Chapter 53
The cold dagger bites into my throat, the blade slinking up to meet the base of my jaw. I grip onto the sides of the book in hopes of that keeping me alive and sane. The magic roiling underneath my skin wishes to push out through my fingertips, but I dig my nails into the leather to keep that second life quelled.
A warm breath cascades into my ear, laughing viciously underneath a veil of silence. This is it. After surviving this long living in the palace and traveling back to the village every two weeks, I'll meet my end by a stranger that has possibly stalked me from the beginning. I hate to think this is Cloak's doing after he spoke so strangely in his chambers, but the dagger's cold press keeps me from thinking far into it.
The back of the chair traps me from falling backward, as does the crouching beast threatening to take my life. I think my heart might pound right through my chest. Then, a touch of familiarity in their laugh. A dark rumble that I heard right before Aela launched me over the bridge and into serpent infested waters. I scowl and reach up, shoving the blade away.
Aela appears around my shoulder, smirking broadly, and flips the dagger back into the sheath at her hip. "Leave me alone," I snap.
She makes no promises. I look back down to the open page of the book, the illustration of the Raven Queen looking out her balcony into the distance, hoping to spot her sister. The swoops of the brush bleed into my vision, but I can't focus on them. Especially as Aela comes around to the other side, still chuckling about instilling fear, and slouches down into the other chair.
Her arms drape broadly over the armrests and she crosses her ankles together, chin forming double as she looks down at the rug below our chairs. "I wouldn't dare spill blood in the library," she contests. "Truthfully you had nothing to worry about."

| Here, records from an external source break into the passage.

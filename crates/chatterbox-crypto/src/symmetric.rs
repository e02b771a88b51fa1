//! Symmetric keys and HMAC-SHA256 derivation
//!
//! # Security Properties
//!
//! - One-way: a derived key reveals nothing about its parent
//! - Domain separation: distinct labels yield independent keys
//! - Erasure: key bytes live in a [`SecretBuffer`] and are zeroed on drop

use std::fmt;

use hmac::{Hmac, Mac};
use sha2::Sha256;
use subtle::ConstantTimeEq;

use crate::secret::SecretBuffer;

type HmacSha256 = Hmac<Sha256>;

/// Size of every symmetric key in bytes
pub const KEY_SIZE: usize = 32;

/// Fixed HMAC key used when folding several keys into one.
const COMBINE_DOMAIN_KEY: &[u8] = b"combine";

/// A 32-byte symmetric key.
///
/// Single owner. [`Clone`] produces an independent copy that is erased
/// independently. [`zeroize`](Self::zeroize) consumes the key, so a key cannot
/// be used after it has been erased.
#[derive(Clone)]
pub struct SymmetricKey {
    bytes: SecretBuffer<KEY_SIZE>,
}

impl SymmetricKey {
    /// Wrap raw key bytes.
    pub fn from_bytes(bytes: [u8; KEY_SIZE]) -> Self {
        Self { bytes: SecretBuffer::new(bytes) }
    }

    /// Derive a child key: `HMAC-SHA256(self, label)`.
    pub fn derive_key(&self, label: &[u8]) -> Self {
        let Ok(mut mac) = HmacSha256::new_from_slice(self.bytes.expose()) else {
            unreachable!("HMAC-SHA256 accepts any key size");
        };
        mac.update(label);
        Self::from_mac(mac)
    }

    /// Fold several keys into one:
    /// `HMAC-SHA256(COMBINE_DOMAIN_KEY, k1 || k2 || ...)`.
    ///
    /// Order matters. Both peers must pass their inputs in the same order.
    pub fn combine(keys: &[&SymmetricKey]) -> Self {
        let Ok(mut mac) = HmacSha256::new_from_slice(COMBINE_DOMAIN_KEY) else {
            unreachable!("HMAC-SHA256 accepts any key size");
        };
        for key in keys {
            mac.update(key.bytes.expose());
        }
        Self::from_mac(mac)
    }

    /// Borrow the raw key bytes.
    pub fn as_bytes(&self) -> &[u8; KEY_SIZE] {
        self.bytes.expose()
    }

    /// Erase the key.
    ///
    /// Consumes `self`; the bytes are overwritten before the memory is
    /// released. Dropping a key has the same effect, this just makes the
    /// intent visible at the call site.
    pub fn zeroize(self) {
        drop(self);
    }

    fn from_mac(mac: HmacSha256) -> Self {
        let mut output = mac.finalize().into_bytes();
        let mut bytes = SecretBuffer::<KEY_SIZE>::zeroed();
        bytes.expose_mut().copy_from_slice(&output);
        zeroize::Zeroize::zeroize(output.as_mut_slice());
        Self { bytes }
    }
}

/// Constant-time comparison.
impl PartialEq for SymmetricKey {
    fn eq(&self, other: &Self) -> bool {
        self.as_bytes().as_slice().ct_eq(other.as_bytes().as_slice()).into()
    }
}

impl Eq for SymmetricKey {}

impl fmt::Debug for SymmetricKey {
    fn fmt(&self, f: &mut fmt::Formatter<'_>) -> fmt::Result {
        f.write_str("SymmetricKey(..)")
    }
}

#[cfg(test)]
mod tests {
    use super::*;

    fn test_key() -> SymmetricKey {
        let mut bytes = [0u8; KEY_SIZE];
        for (i, byte) in bytes.iter_mut().enumerate() {
            *byte = i as u8;
        }
        SymmetricKey::from_bytes(bytes)
    }

    #[test]
    fn derive_is_deterministic() {
        let key = test_key();
        assert_eq!(key.derive_key(b"label"), key.derive_key(b"label"));
    }

    #[test]
    fn different_labels_produce_different_keys() {
        let key = test_key();
        assert_ne!(key.derive_key(b"WhisperText"), key.derive_key(b"WhisperMessageKeys"));
    }

    #[test]
    fn derive_matches_hmac_sha256() {
        // RFC 4231 test case 2
        let mut raw = [0u8; KEY_SIZE];
        raw[..4].copy_from_slice(b"Jefe");
        let key = SymmetricKey::from_bytes(raw);

        // A 32-byte key zero-padded from "Jefe" is equivalent under HMAC
        // (keys shorter than the block size are zero-padded).
        let derived = key.derive_key(b"what do ya want for nothing?");
        assert_eq!(
            hex::encode(derived.as_bytes()),
            "5bdcc146bf60754e6a042426089575c75a003f089d2739839dec58b964ec3843"
        );
    }

    #[test]
    fn combine_is_order_sensitive() {
        let a = SymmetricKey::from_bytes([1u8; KEY_SIZE]);
        let b = SymmetricKey::from_bytes([2u8; KEY_SIZE]);

        assert_ne!(SymmetricKey::combine(&[&a, &b]), SymmetricKey::combine(&[&b, &a]));
    }

    #[test]
    fn combine_is_deterministic() {
        let a = SymmetricKey::from_bytes([1u8; KEY_SIZE]);
        let b = SymmetricKey::from_bytes([2u8; KEY_SIZE]);
        let c = SymmetricKey::from_bytes([3u8; KEY_SIZE]);

        assert_eq!(
            SymmetricKey::combine(&[&a, &b, &c]),
            SymmetricKey::combine(&[&a, &b, &c])
        );
    }

    #[test]
    fn clone_is_independent_copy() {
        let key = test_key();
        let copy = key.clone();
        assert_eq!(key, copy);

        copy.zeroize();
        // original is untouched and still usable
        assert_eq!(key.as_bytes()[1], 1);
    }

    #[test]
    fn equality_sees_every_byte() {
        let key = test_key();
        for position in [0, KEY_SIZE / 2, KEY_SIZE - 1] {
            let mut bytes = *key.as_bytes();
            bytes[position] ^= 0x80;
            assert_ne!(key, SymmetricKey::from_bytes(bytes), "byte {position} ignored");
        }
        assert_eq!(key, SymmetricKey::from_bytes(*key.as_bytes()));
    }

    #[test]
    fn debug_is_redacted() {
        assert_eq!(format!("{:?}", test_key()), "SymmetricKey(..)");
    }
}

If I ignore her, she might grow bored with my company and leave on her own. Propping my temple against my fist, I flip the page to Wyetta surrounded by a group of armed forces—loyal members of the Void Forge she abandoned to become queen. She changes them into Luminaries, all-powerful members of magic, and urges them to do the same. Kidnap children and young adults, leave the old to die but take their youth. Build an army and bring them to her. The sharp tilt of the words scribbled over the page scream dictator instead of the former queen. A woman out for revenge.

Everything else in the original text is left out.